== Segment start ==

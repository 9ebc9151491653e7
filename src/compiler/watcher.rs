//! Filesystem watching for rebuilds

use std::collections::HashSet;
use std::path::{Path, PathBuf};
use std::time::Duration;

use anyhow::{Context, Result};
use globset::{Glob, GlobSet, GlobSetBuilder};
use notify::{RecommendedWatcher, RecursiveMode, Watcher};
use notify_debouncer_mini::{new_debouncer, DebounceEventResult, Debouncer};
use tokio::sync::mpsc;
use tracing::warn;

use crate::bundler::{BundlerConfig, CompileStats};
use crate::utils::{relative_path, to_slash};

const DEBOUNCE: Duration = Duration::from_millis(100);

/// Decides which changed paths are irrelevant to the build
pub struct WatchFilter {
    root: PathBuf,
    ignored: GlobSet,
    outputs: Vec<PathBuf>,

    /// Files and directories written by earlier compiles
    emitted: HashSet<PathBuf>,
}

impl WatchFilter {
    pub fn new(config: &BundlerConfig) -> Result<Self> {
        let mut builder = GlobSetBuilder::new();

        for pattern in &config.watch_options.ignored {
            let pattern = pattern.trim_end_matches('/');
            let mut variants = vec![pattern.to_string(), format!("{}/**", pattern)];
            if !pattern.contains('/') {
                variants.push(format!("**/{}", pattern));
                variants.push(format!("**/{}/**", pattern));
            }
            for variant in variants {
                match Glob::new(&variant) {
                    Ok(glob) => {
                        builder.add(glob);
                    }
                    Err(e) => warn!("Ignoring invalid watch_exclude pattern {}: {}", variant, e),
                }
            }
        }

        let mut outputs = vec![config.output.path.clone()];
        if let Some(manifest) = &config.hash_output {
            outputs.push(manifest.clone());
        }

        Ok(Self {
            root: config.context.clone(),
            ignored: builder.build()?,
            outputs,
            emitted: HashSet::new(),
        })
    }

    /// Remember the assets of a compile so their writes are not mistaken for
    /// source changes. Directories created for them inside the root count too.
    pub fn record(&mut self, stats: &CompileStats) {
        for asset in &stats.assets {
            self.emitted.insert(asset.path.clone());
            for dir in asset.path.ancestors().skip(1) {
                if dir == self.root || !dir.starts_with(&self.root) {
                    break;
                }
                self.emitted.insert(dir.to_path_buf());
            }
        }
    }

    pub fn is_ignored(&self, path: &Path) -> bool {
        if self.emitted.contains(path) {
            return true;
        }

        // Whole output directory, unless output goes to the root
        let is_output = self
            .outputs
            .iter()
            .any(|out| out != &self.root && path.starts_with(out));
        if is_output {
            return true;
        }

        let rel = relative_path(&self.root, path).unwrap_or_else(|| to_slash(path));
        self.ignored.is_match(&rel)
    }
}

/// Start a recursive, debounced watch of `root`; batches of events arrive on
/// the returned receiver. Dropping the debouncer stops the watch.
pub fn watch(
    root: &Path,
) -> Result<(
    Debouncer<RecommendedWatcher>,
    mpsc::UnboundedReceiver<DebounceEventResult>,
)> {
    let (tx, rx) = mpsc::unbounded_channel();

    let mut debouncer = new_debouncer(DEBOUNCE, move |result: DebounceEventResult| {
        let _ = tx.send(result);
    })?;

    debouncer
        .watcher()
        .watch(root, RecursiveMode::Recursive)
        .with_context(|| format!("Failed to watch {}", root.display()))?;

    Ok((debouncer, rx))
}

== Segment end ==

Brief —
Filter the data for the string "pattern". Copy each matching line.

Solved exercise —
        for pattern in &config.watch_options.ignored {
            let pattern = pattern.trim_end_matches('/');
            let mut variants = vec![pattern.to_string(), format!("{}/**", pattern)];
            if !pattern.contains('/') {
                variants.push(format!("**/{}", pattern));
                variants.push(format!("**/{}/**", pattern));
                    Err(e) => warn!("Ignoring invalid watch_exclude pattern {}: {}", variant, e),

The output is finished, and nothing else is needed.